Thread: Document Press Clone Post-Mortem

  1. #1
    Member
    Join Date
    May 2017
    Location
    Germany
    Posts
    17
    Thanks
    24
    Thanked 5 Times in 3 Posts

    Document Press Clone Post-Mortem

    In the last weeks, I have been working on Compound File Binary Format (CFBF) Optimization – MSI, old DOC/PPT/XLS files, etc. Pretty much what Document Press does – no optimization of file content, just of the container.

    tl;dr: I didn’t find an optimal solution. I reached Document Press’ compression rates; sometimes better, sometimes worse. Program & source code at the end of this post. Here’s what I learned:

    Previous readings:
    1. https://encode.ru/threads/336-Document-Press-6-012
    2. https://encode.ru/threads/897-Docume...-Version-6-013
    3. https://encode.ru/threads/2864-OLE-O...-for-cmd-tools




    1. CFBF is a FAT-like file system.

    Most of you will know this, but let’s have a clear foundation: CFBF is not compressed but it does support features like concurrent editing, transactions, reversal to earlier snapshots. It’s built on the FAT concept (details in the specification). Compression problems that arise from this:

    1. leftover data from earlier snapshots
    2. fragmentation

    2. There are two CFBF versions.

    Version 3 uses 512-B sectors while version 4 uses 4096-B sectors. Therefore, v4 has an advantage with large files. You cannot tell exactly because it depends on the number of files, but the breakeven size is often between 3 and 8 MiB.

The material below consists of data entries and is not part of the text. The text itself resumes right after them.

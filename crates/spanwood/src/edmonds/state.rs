//! Contraction state: one record per vertex or supervertex, stored in an arena.
//!
//! Original vertices occupy ids `0..originals`; every contracted cycle appends a new
//! supervertex at the end. All vertex relations are plain ids into `records`.

use super::heap::CandidateHeap;

pub(crate) type VertexId = usize;
pub(crate) type CandidateId = usize;

#[derive(Debug, Clone, Copy, PartialEq, Eq)]
pub(crate) enum Origin {
    /// Index into the caller's edge slice.
    Input(usize),
    /// Augmentation edge making the graph strongly connected.
    Synthetic,
}

#[derive(Debug, Clone, Copy)]
pub(crate) struct Candidate {
    pub(crate) source: VertexId,
    pub(crate) destination: VertexId,
    pub(crate) weight: f64,
    pub(crate) origin: Origin,
}

#[derive(Debug, Clone, Default)]
pub(crate) struct Record {
    /// Best incoming edge selected for this (super)vertex.
    pub(crate) chosen: Option<CandidateId>,
    /// Added to the weight of every edge entering this vertex's subtree once it is contracted.
    pub(crate) offset: f64,
    /// The vertex this one chose its incoming edge from during the current growth path.
    /// Stale once that vertex is contracted; resolve it with [`ContractionState::find`].
    pub(crate) prev: Option<VertexId>,
    pub(crate) parent: Option<VertexId>,
    pub(crate) children: Vec<VertexId>,
}

/// Weight of `c` relative to the supervertex that currently contains its destination.
///
/// Walks the parent chain on every call; the result depends on which contractions have
/// happened so far and must never be cached.
pub(crate) fn adjusted_weight(records: &[Record], c: &Candidate) -> f64 {
    let mut w = c.weight;
    let mut v = c.destination;
    while let Some(p) = records[v].parent {
        w += records[v].offset;
        v = p;
    }
    w
}

pub(crate) struct ContractionState {
    pub(crate) candidates: Vec<Candidate>,
    pub(crate) records: Vec<Record>,
    /// Kept beside `records` so a heap can be mutated while its keys read the records.
    pub(crate) heaps: Vec<CandidateHeap>,
    pub(crate) originals: usize,
}

impl ContractionState {
    pub(crate) fn new(originals: usize, candidates: Vec<Candidate>) -> Self {
        let mut state = Self {
            candidates,
            records: vec![Record::default(); originals],
            heaps: vec![CandidateHeap::default(); originals],
            originals,
        };
        for id in 0..state.candidates.len() {
            let dst = state.candidates[id].destination;
            let (records, candidates) = (&state.records, &state.candidates);
            state.heaps[dst].push(id, |c| adjusted_weight(records, &candidates[c]));
        }
        state
    }

    pub(crate) fn candidate(&self, id: CandidateId) -> &Candidate {
        &self.candidates[id]
    }

    pub(crate) fn weight(&self, id: CandidateId) -> f64 {
        adjusted_weight(&self.records, &self.candidates[id])
    }

    /// Top-most supervertex currently containing `v`.
    pub(crate) fn find(&self, mut v: VertexId) -> VertexId {
        while let Some(p) = self.records[v].parent {
            v = p;
        }
        v
    }

    /// Some original vertex contained in `v` (`v` itself when it is original).
    pub(crate) fn representative(&self, mut v: VertexId) -> VertexId {
        while v >= self.originals {
            let Some(&first) = self.records[v].children.first() else {
                debug_assert!(false, "supervertex without children");
                break;
            };
            v = first;
        }
        v
    }

    fn add_supervertex(&mut self) -> VertexId {
        self.records.push(Record::default());
        self.heaps.push(CandidateHeap::default());
        self.records.len() - 1
    }

    fn pop_candidate(&mut self, v: VertexId) -> Option<CandidateId> {
        let (records, candidates) = (&self.records, &self.candidates);
        self.heaps[v].pop_min(|c| adjusted_weight(records, &candidates[c]))
    }

    fn meld_into(&mut self, dst: VertexId, src: VertexId) {
        let mut taken = std::mem::take(&mut self.heaps[src]);
        let (records, candidates) = (&self.records, &self.candidates);
        self.heaps[dst].meld(&mut taken, |c| adjusted_weight(records, &candidates[c]));
    }

    /// Contracts the whole graph into a single supervertex.
    ///
    /// Grows a path of chosen incoming edges from an arbitrary start vertex; whenever the
    /// cheapest edge entering the path head comes from a vertex already on the path, the
    /// cycle it closes is collapsed into a fresh supervertex which becomes the new head.
    /// Requires every vertex to have an incoming edge from every other vertex.
    pub(crate) fn contract(&mut self) {
        if self.originals == 0 {
            return;
        }
        let mut a: VertexId = 0;
        while let Some(e) = self.pop_candidate(a) {
            let b = self.find(self.candidates[e].source);
            if a == b {
                continue;
            }
            self.records[a].chosen = Some(e);
            self.records[a].prev = Some(b);
            if self.records[b].chosen.is_none() {
                a = b;
                continue;
            }

            let c = self.add_supervertex();
            let mut cur = a;
            while cur != c && self.records[cur].parent.is_none() {
                let Some(chosen) = self.records[cur].chosen else {
                    debug_assert!(false, "cycle member without a chosen edge");
                    break;
                };
                let offset = -self.weight(chosen);
                let rec = &mut self.records[cur];
                rec.offset = offset;
                rec.parent = Some(c);
                let prev = rec.prev;
                self.records[c].children.push(cur);
                self.meld_into(c, cur);
                let Some(prev) = prev else {
                    debug_assert!(false, "cycle member without a predecessor");
                    break;
                };
                // `prev` may since have been folded into an earlier supervertex.
                cur = self.find(prev);
            }
            tracing::trace!(
                supervertex = c,
                members = self.records[c].children.len(),
                candidates = self.heaps[c].len(),
                "contracted cycle"
            );
            a = c;
        }
    }
}
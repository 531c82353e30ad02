//! Edge contract and edge-list helpers used by `spanwood`.
//!
//! Graphs are never materialized as adjacency containers here: both solvers consume a flat
//! slice of edges, and vertices are identified purely by their string labels.

pub mod alg;
mod edge;
mod index;

pub use edge::{Edge, WeightedEdge};
pub use index::VertexIndex;

/// Sums the weights of `edges`.
///
/// Infinite weights propagate, so a tree that needed an augmentation edge sums to `inf`.
pub fn total_weight<E: Edge>(edges: &[E]) -> f64 {
    edges.iter().map(|e| e.weight()).sum()
}
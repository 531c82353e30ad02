//! Expansion: undo the contraction tree outward from the root.

use super::state::{ContractionState, VertexId};
use std::collections::VecDeque;

impl ContractionState {
    /// Detaches every sibling along the ancestor chain of `u`, queueing detached supervertices.
    ///
    /// `u` itself keeps its parent link: the walk continues through it.
    pub(crate) fn dismantle(&mut self, mut u: VertexId, pending: &mut VecDeque<VertexId>) {
        while let Some(p) = self.records[u].parent {
            for i in 0..self.records[p].children.len() {
                let v = self.records[p].children[i];
                if v == u {
                    continue;
                }
                self.records[v].parent = None;
                if !self.records[v].children.is_empty() {
                    pending.push_back(v);
                }
            }
            u = p;
        }
    }

    /// Fixes the final incoming edge of every original vertex.
    ///
    /// Each detached supervertex is entered by its own chosen edge; that edge becomes the
    /// incoming edge of its original destination, and the cycle edge previously chosen for that
    /// destination is dropped. On failure returns the supervertex that had no chosen edge.
    pub(crate) fn expand(&mut self, root: VertexId) -> Result<(), VertexId> {
        let mut pending: VecDeque<VertexId> = VecDeque::new();
        self.dismantle(root, &mut pending);
        while let Some(c) = pending.pop_front() {
            let Some(e) = self.records[c].chosen else {
                return Err(c);
            };
            let dst = self.candidate(e).destination;
            self.records[dst].chosen = Some(e);
            self.dismantle(dst, &mut pending);
        }
        Ok(())
    }
}
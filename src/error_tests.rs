//! Tests for TextStatsError type

use super::*;

#[test]
fn test_io_error_display() {
    let io_err = std::io::Error::new(std::io::ErrorKind::Other, "disk on fire");
    let error = TextStatsError::from(io_err);
    let msg = error.to_string();
    assert!(msg.contains("IO error"));
    assert!(msg.contains("disk on fire"));
}

#[test]
fn test_io_error_from_std_io_error() {
    let io_err = std::io::Error::new(std::io::ErrorKind::NotFound, "test error");
    let err = TextStatsError::from(io_err);
    assert!(matches!(err, TextStatsError::Io(_)));
}

#[test]
fn test_invalid_utf8_display_includes_offset() {
    let error = TextStatsError::InvalidUtf8 { offset: 17 };
    assert_eq!(error.to_string(), "Invalid UTF-8 sequence at byte offset 17");
}

#[test]
fn test_error_debug() {
    let error = TextStatsError::InvalidUtf8 { offset: 0 };
    let debug_str = format!("{:?}", error);
    assert!(debug_str.contains("InvalidUtf8"));
}

#[test]
fn test_json_error_from_serde_json() {
    let json_err = serde_json::from_str::<serde_json::Value>("{").unwrap_err();
    let err = TextStatsError::from(json_err);
    assert!(matches!(err, TextStatsError::Json(_)));
    assert!(err.to_string().starts_with("JSON encoding error"));
}
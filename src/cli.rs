//! Command-line front end
//!
//! Each named file is processed independently; a file that cannot be opened
//! or read is reported and the run moves on to the next one.

use crate::aggregator::{Statistics, text_statistics_with};
use crate::config::{Config, OutputFormat};
use crate::error::Result;
use crate::report;
use crate::scanner::Classifier;
use crate::source::Utf8Source;
use clap::Parser;
use std::fs::File;
use std::io::{self, Read, Write};
use std::path::{Path, PathBuf};

#[derive(Debug, Parser)]
#[command(
    name = "textstats",
    version,
    about = "Calculates the characters, words, words in sentences, sentences and paragraphs in a given set of files.",
    after_help = "If no files are specified, the program processes standard input."
)]
pub struct Cli {
    /// Files to process
    #[arg(value_name = "FILE")]
    pub files: Vec<PathBuf>,

    /// Output format
    #[arg(long, value_enum, default_value_t = OutputFormat::Text)]
    pub format: OutputFormat,

    /// Treat carriage returns as whitespace so CRLF blank lines end paragraphs
    #[arg(long)]
    pub crlf: bool,
}

impl Cli {
    pub fn config(&self) -> Config {
        Config {
            format: self.format,
            classifier: Classifier {
                carriage_return_is_whitespace: self.crlf,
            },
        }
    }
}

/// Process every input named by `cli`, writing reports to `out`
///
/// Per-file failures are written to `out` and do not stop the run. Errors
/// reading standard input, or writing `out`, are returned.
pub fn run<W: Write>(cli: &Cli, out: &mut W) -> Result<()> {
    let config = cli.config();

    if cli.files.is_empty() {
        log::debug!("reading standard input");
        let stats = statistics_for(io::stdin().lock(), &config)?;
        writeln!(out, "{}", report::render(&stats, config.format, None)?)?;
        return Ok(());
    }

    for path in &cli.files {
        process_file(path, &config, out)?;
    }
    Ok(())
}

fn statistics_for<R: Read>(reader: R, config: &Config) -> Result<Statistics> {
    text_statistics_with(Utf8Source::new(reader), config.classifier)
}

fn process_file<W: Write>(path: &Path, config: &Config, out: &mut W) -> Result<()> {
    let name = path.display().to_string();
    if config.format == OutputFormat::Text {
        writeln!(out, "File: {}", name)?;
    }

    let file = match File::open(path) {
        Ok(file) => file,
        Err(e) => {
            log::warn!("open {} failed: {}", name, e);
            let message = format!("Could not open file {}", name);
            return write_failure(out, config.format, &name, &message);
        }
    };

    match statistics_for(file, config) {
        Ok(stats) => {
            log::debug!("{}: {}", name, stats);
            let rendered = report::render(&stats, config.format, Some(name.as_str()))?;
            writeln!(out, "{}", rendered)?;
            Ok(())
        }
        Err(e) => {
            log::warn!("read {} failed: {}", name, e);
            let message = format!("Could not read file {}: {}", name, e);
            write_failure(out, config.format, &name, &message)
        }
    }
}

fn write_failure<W: Write>(
    out: &mut W,
    format: OutputFormat,
    name: &str,
    message: &str,
) -> Result<()> {
    match format {
        OutputFormat::Text => writeln!(out, "{}", message)?,
        OutputFormat::Json => writeln!(out, "{}", report::render_json_failure(name, message)?)?,
    }
    Ok(())
}

#[cfg(test)]
#[path = "cli_tests.rs"]
mod cli_tests;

    V3 files are produced by old MS Office versions and by MSI setups prior to ~2010. MSI setups that have been built after ~2010 are almost exclusively v4 files.


    3. Document press never uses the v4 format.

    It tries to convert all v4 files to v3. This has huge advantages for small setups (e.g. 72 KiB → 55 KiB) but also great disadvantages for large setups. I have never seen Document Press reducing the size of a v4 CFBF file. It only copies the input because that’s smaller.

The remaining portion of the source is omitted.